W środę w podobnym tonie wypowiadała się kanclerz Niemiec Angela Merkel. Odnosząc się do dyskusji o terminie złożenia przez Londyn wniosku zgodnie z art. 50 Traktatu UE, Merkel powiedziała, że ta sprawa nie powinna być "odkładana na później", jednak istnieje "pewien margines czasu". Jej zdaniem w interesie obu stron leży, aby stanowisko Londynu było dobrze przygotowane.

Jak oświadczyła May w Paryżu, należy się upewnić, że "negocjacje dotyczące opuszczenia UE przez Wielką Brytanię będą odbywały się w najbardziej jak to możliwe spokojny, uporządkowany i konstruktywny sposób". "Myślę, że wymaga to pewnych przygotowań" - dodała brytyjska premier.

Mam nadzieję, że wszyscy jak najlepiej będziemy mogli wykorzystać kolejne sześć miesięcy, by przygotować się do tych dyskusji w konstruktywny sposób, aby zarówno Wielka Brytania jak i UE mogły jak najwięcej na tym skorzystać - powiedziała.

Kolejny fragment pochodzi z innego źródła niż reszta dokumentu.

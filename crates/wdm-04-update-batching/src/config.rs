//! # Batching Configuration

use serde::{Deserialize, Serialize};

/// Update batching configuration.
#[derive(Clone, Debug, Serialize, Deserialize)]
pub struct BatchingConfig {
    /// Dirty paths per instance before the set collapses to the whole trait.
    pub max_dirty_paths: usize,

    /// Collapse a struct's children into the struct once all are dirty.
    pub coalesce_structs: bool,
}

impl Default for BatchingConfig {
    fn default() -> Self {
        Self {
            max_dirty_paths: 32,
            coalesce_structs: true,
        }
    }
}

impl BatchingConfig {
    /// Create a config for testing (small path budget).
    pub fn for_testing() -> Self {
        Self {
            max_dirty_paths: 4,
            coalesce_structs: true,
        }
    }
}
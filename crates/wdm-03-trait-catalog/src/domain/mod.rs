//! # Domain Module
//!
//! Catalog handles, bindings and errors.

pub mod entities;
pub mod errors;

pub use entities::*;
pub use errors::*;
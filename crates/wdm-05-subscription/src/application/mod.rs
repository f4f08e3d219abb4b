//! # Application Layer
//!
//! - `client`: the subscriber state machine
//! - `publisher`: serves subscriptions and updates for local sources

pub mod client;
pub mod publisher;

pub use client::{CancelHandle, SubscriptionClient};
pub use publisher::PublisherService;
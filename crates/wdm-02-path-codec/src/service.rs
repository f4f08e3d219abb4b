//! # Path Codec Service
//!
//! Converts between schema-level paths and values and their encoded wire
//! form. Every conversion is checked against the schema first, so a pair
//! that encodes is a pair the peer can apply.

use crate::domain::{CodecError, VersionRange, WireElement, WirePath};
use crate::ports::outbound::BinaryCodec;
use shared_types::{EncodedPair, ElementKey, PropertyHandle, PropertyValue, SchemaVersion};
use wdm_01_property_schema::{
    ChangeSet, PathElement, PathValue, PropertyPath, SchemaError, TraitSchema,
};

/// Picks the version to speak for a request.
pub fn negotiate_version(
    range: VersionRange,
    requested: SchemaVersion,
) -> Result<SchemaVersion, SchemaError> {
    if range.contains(requested) {
        Ok(requested)
    } else {
        Err(SchemaError::version_unsupported(requested, range.min, range.max))
    }
}

/// Version range a schema supports.
pub fn version_range(schema: &TraitSchema) -> VersionRange {
    VersionRange {
        min: schema.min_version(),
        max: schema.max_version(),
    }
}

/// Schema-aware codec over a [`BinaryCodec`].
#[derive(Debug, Clone, Default)]
pub struct PathCodec<C> {
    codec: C,
}

impl<C: BinaryCodec> PathCodec<C> {
    /// Wraps a binary codec.
    pub fn new(codec: C) -> Self {
        Self { codec }
    }

    /// The wrapped binary codec.
    pub fn inner(&self) -> &C {
        &self.codec
    }

    // =========================================================================
    // PATHS
    // =========================================================================

    /// Renders a property path as tags and keys.
    pub fn to_wire(&self, schema: &TraitSchema, path: &PropertyPath) -> Result<WirePath, CodecError> {
        schema.check_path(path)?;
        let elements = path
            .elements()
            .iter()
            .map(|element| -> Result<WireElement, SchemaError> {
                Ok(match *element {
                    PathElement::Property(handle) => WireElement::Tag(schema.tag(handle)?),
                    PathElement::Element(key) => WireElement::Key(key.0),
                })
            })
            .collect::<Result<Vec<_>, _>>()?;
        Ok(WirePath::new(elements))
    }

    /// Resolves a wire path against the schema.
    pub fn from_wire(&self, schema: &TraitSchema, wire: &WirePath) -> Result<PropertyPath, CodecError> {
        let mut current = PropertyHandle::ROOT;
        let mut awaiting_key = false;
        let mut elements = Vec::with_capacity(wire.elements.len());
        for element in &wire.elements {
            match *element {
                WireElement::Tag(tag) => {
                    if awaiting_key {
                        return Err(CodecError::MissingElementKey(current));
                    }
                    current = schema.find_child(current, tag)?;
                    awaiting_key = schema.is_dictionary(current);
                    elements.push(PathElement::Property(current));
                }
                WireElement::Key(key) => {
                    if !awaiting_key {
                        return Err(SchemaError::InvalidPath(format!(
                            "element key {} after non-dictionary {}",
                            key, current
                        ))
                        .into());
                    }
                    awaiting_key = false;
                    elements.push(PathElement::Element(ElementKey(key)));
                }
            }
        }
        Ok(PropertyPath::from_elements(elements))
    }

    /// Encodes a property path.
    pub fn encode_path(&self, schema: &TraitSchema, path: &PropertyPath) -> Result<Vec<u8>, CodecError> {
        let wire = self.to_wire(schema, path)?;
        self.codec.encode_path(&wire)
    }

    /// Decodes a property path. Unknown tags surface as `SchemaError::NotFound`.
    pub fn decode_path(&self, schema: &TraitSchema, bytes: &[u8]) -> Result<PropertyPath, CodecError> {
        let wire = self.codec.decode_path(bytes)?;
        self.from_wire(schema, &wire)
    }

    // =========================================================================
    // VALUES
    // =========================================================================

    /// Validates and encodes a leaf value.
    pub fn encode_value(
        &self,
        schema: &TraitSchema,
        handle: PropertyHandle,
        value: &PropertyValue,
    ) -> Result<Vec<u8>, CodecError> {
        schema.validate_value(handle, value)?;
        self.codec.encode_value(schema.leaf_type(handle)?, value)
    }

    /// Decodes and validates a leaf value.
    pub fn decode_value(
        &self,
        schema: &TraitSchema,
        handle: PropertyHandle,
        bytes: &[u8],
    ) -> Result<PropertyValue, CodecError> {
        let value = self.codec.decode_value(schema.leaf_type(handle)?, bytes)?;
        schema.validate_value(handle, &value)?;
        Ok(value)
    }

    // =========================================================================
    // PAIRS AND BATCHES
    // =========================================================================

    /// Encodes one leaf `(path, value)` pair.
    pub fn encode_pair(&self, schema: &TraitSchema, pair: &PathValue) -> Result<EncodedPair, CodecError> {
        let handle = schema.check_leaf_path(&pair.path)?;
        Ok(EncodedPair {
            path: self.encode_path(schema, &pair.path)?,
            value: self.encode_value(schema, handle, &pair.value)?,
        })
    }

    /// Decodes one leaf `(path, value)` pair.
    pub fn decode_pair(&self, schema: &TraitSchema, pair: &EncodedPair) -> Result<PathValue, CodecError> {
        let path = self.decode_path(schema, &pair.path)?;
        let handle = schema.check_leaf_path(&path)?;
        let value = self.decode_value(schema, handle, &pair.value)?;
        Ok(PathValue { path, value })
    }

    /// Encodes a change set into wire scopes and pairs.
    pub fn encode_change_set(
        &self,
        schema: &TraitSchema,
        changes: &ChangeSet,
    ) -> Result<(Vec<Vec<u8>>, Vec<EncodedPair>), CodecError> {
        let scopes = changes
            .scopes
            .iter()
            .map(|scope| self.encode_path(schema, scope))
            .collect::<Result<Vec<_>, _>>()?;
        let pairs = changes
            .values
            .iter()
            .map(|pair| self.encode_pair(schema, pair))
            .collect::<Result<Vec<_>, _>>()?;
        Ok((scopes, pairs))
    }

    /// Decodes wire scopes and pairs. The whole batch is decoded and
    /// validated before anything is returned; one bad pair fails it all.
    pub fn decode_change_set(
        &self,
        schema: &TraitSchema,
        scopes: &[Vec<u8>],
        pairs: &[EncodedPair],
    ) -> Result<ChangeSet, CodecError> {
        let scopes = scopes
            .iter()
            .map(|bytes| self.decode_path(schema, bytes))
            .collect::<Result<Vec<_>, _>>()?;
        let values = pairs
            .iter()
            .map(|pair| self.decode_pair(schema, pair))
            .collect::<Result<Vec<_>, _>>()?;
        if let Some(stray) = values.iter().find(|pv| !scopes.iter().any(|s| s.covers(&pv.path))) {
            return Err(SchemaError::InvalidPath(format!("{} outside every scope", stray.path)).into());
        }
        Ok(ChangeSet { scopes, values })
    }
}
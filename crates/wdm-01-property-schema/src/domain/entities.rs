//! # Trait Schema
//!
//! The immutable description of one trait type and every query the rest of
//! the stack runs against it.
//!
//! ## Layout
//!
//! ```text
//! handle  parent  tag   leaf type
//!   0       0      0     -          (root)
//!   1       0      1     Float
//!   2       0      4     -          (struct)
//!   3       2      1     Bool
//! ```
//!
//! A property is a leaf iff no entry names it as parent. Parents always
//! precede their children, so a subtree's members all sit after its root.

use super::errors::SchemaError;
use super::handle_set::HandleSet;
use super::invariants::{
    invariant_handle_range, invariant_has_root, invariant_leaf_types, invariant_parent_precedes,
    invariant_unflagged_root, invariant_unique_sibling_tags, invariant_version_range,
};
use super::value_objects::{PathElement, PropertyPath};
use shared_types::{ElementKey, ProfileId, PropertyHandle, PropertyValue, SchemaVersion, TypeTag};
use std::borrow::Cow;

/// One entry of the property map.
#[derive(Debug, Clone, Copy, PartialEq, Eq, Hash)]
pub struct PropertyInfo {
    /// Parent handle (the root names itself).
    pub parent: PropertyHandle,
    /// Context tag within the parent.
    pub tag: u32,
}

impl PropertyInfo {
    /// Entry from raw parent index and tag.
    pub const fn new(parent: u16, tag: u32) -> Self {
        Self {
            parent: PropertyHandle(parent),
            tag,
        }
    }

    /// The root entry.
    pub const ROOT: PropertyInfo = PropertyInfo::new(0, 0);
}

/// Static tables for a schema defined at compile time.
#[derive(Debug, Clone, Copy)]
pub struct SchemaTables {
    /// Property map; entry 0 is the root.
    pub properties: &'static [PropertyInfo],
    /// Leaf value type per handle (`None` for structs and containers).
    pub leaf_types: &'static [Option<TypeTag>],
    /// Optional handle bitfield.
    pub optional: &'static [u64],
    /// Nullable handle bitfield.
    pub nullable: &'static [u64],
    /// Dictionary handle bitfield.
    pub dictionary: &'static [u64],
    /// Ephemeral handle bitfield.
    pub ephemeral: &'static [u64],
    /// Lowest supported schema version.
    pub min_version: SchemaVersion,
    /// Highest supported schema version.
    pub max_version: SchemaVersion,
}
//! # Shared Types Crate
//!
//! Identifiers, typed values and wire message shapes shared by every
//! Weave Data Management subsystem.
//!
//! ## Design Principles
//!
//! - **Single Source of Truth**: all cross-subsystem types are defined here.
//! - **Schema-Free**: nothing in this crate knows about property maps; paths
//!   and values inside messages are opaque codec output.
//! - **Serializable**: every type derives `serde` so adapters can carry it.

pub mod ids;
pub mod messages;
pub mod value;

pub use ids::*;
pub use messages::*;
pub use value::*;
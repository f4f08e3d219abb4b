//! Bincode Codec Adapter
//!
//! Implements `BinaryCodec` with bincode's varint encoding and a payload
//! size limit, so corrupt length prefixes cannot trigger large allocations.

use crate::domain::{CodecError, WirePath};
use crate::ports::outbound::BinaryCodec;
use bincode::Options;
use shared_types::{PropertyValue, TypeTag};
use tracing::debug;

/// Default upper bound on one encoded path or value.
pub const DEFAULT_MAX_PAYLOAD: u64 = 64 * 1024;

/// `BinaryCodec` backed by bincode.
#[derive(Debug, Clone, Copy)]
pub struct BincodeCodec {
    max_payload: u64,
}

impl Default for BincodeCodec {
    fn default() -> Self {
        Self::new(DEFAULT_MAX_PAYLOAD)
    }
}

impl BincodeCodec {
    /// Codec rejecting payloads larger than `max_payload` bytes.
    pub fn new(max_payload: u64) -> Self {
        Self { max_payload }
    }

    fn options(&self) -> impl Options {
        bincode::DefaultOptions::new().with_limit(self.max_payload)
    }
}

fn check_type(expected: TypeTag, value: &PropertyValue) -> Result<(), CodecError> {
    match value.type_tag() {
        Some(found) if found != expected => Err(CodecError::TypeMismatch { expected, found }),
        _ => Ok(()),
    }
}

impl BinaryCodec for BincodeCodec {
    fn encode_path(&self, path: &WirePath) -> Result<Vec<u8>, CodecError> {
        self.options()
            .serialize(path)
            .map_err(|e| CodecError::Encode(e.to_string()))
    }

    fn decode_path(&self, bytes: &[u8]) -> Result<WirePath, CodecError> {
        self.options().deserialize(bytes).map_err(|e| {
            debug!(len = bytes.len(), error = %e, "[wdm-02] path decode failed");
            CodecError::Decode(e.to_string())
        })
    }

    fn encode_value(&self, ty: TypeTag, value: &PropertyValue) -> Result<Vec<u8>, CodecError> {
        check_type(ty, value)?;
        self.options()
            .serialize(value)
            .map_err(|e| CodecError::Encode(e.to_string()))
    }

    fn decode_value(&self, ty: TypeTag, bytes: &[u8]) -> Result<PropertyValue, CodecError> {
        let value: PropertyValue = self.options().deserialize(bytes).map_err(|e| {
            debug!(len = bytes.len(), error = %e, "[wdm-02] value decode failed");
            CodecError::Decode(e.to_string())
        })?;
        check_type(ty, &value)?;
        Ok(value)
    }
}
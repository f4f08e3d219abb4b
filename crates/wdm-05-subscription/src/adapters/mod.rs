//! # Adapters Layer (Hexagonal Architecture)
//!
//! In-process implementation of the transport port.

mod loopback;

pub use loopback::LoopbackNetwork;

Prezydent Francji przedstawił twarde stanowisko swego kraju w sprawie dostępu Wielkiej Brytanii do jednolitego rynku. Po Brexicie będzie to możliwe, tylko jeśli Londyn będzie przestrzegać czterech unijnych swobód, w tym swobodnego przepływu osób. "To najważniejszy punkt" - dodał.

Z kolei May oceniła, że w tej sprawie Brytyjczycy jasno wypowiedzieli się, głosując za wyjściem z UE. "Musimy wprowadzić pewne kontrole w sprawie swobodnego przemieszczania się obywateli UE do Wielkiej Brytanii" - powiedziała. "Rząd brytyjski musi wypełnić swoje obietnice i wypełni swoje obietnice w tej kwestii" - podkreśliła.

Hollande powtórzył też poparcie dla porozumienia granicznego z Wielką Brytanią, tzw. porozumienia z Le Touquet. Chodzi o dwustronną umowę podpisaną przez Paryż i Londyn w 2003 roku, w ramach której brytyjscy pogranicznicy mogą dokonywać kontroli paszportowych we Francji i vice versa. Oznacza ona "przesunięcie" brytyjskiej granicy do Francji oraz to, że migranci i uchodźcy próbujący dotrzeć do Wielkiej Brytanii tkwią w ziemi niczyjej i w obozowiskach po francuskiej stronie Kanału La Manche: w Calais oraz w innych miejscach na północnym wybrzeżu Francji.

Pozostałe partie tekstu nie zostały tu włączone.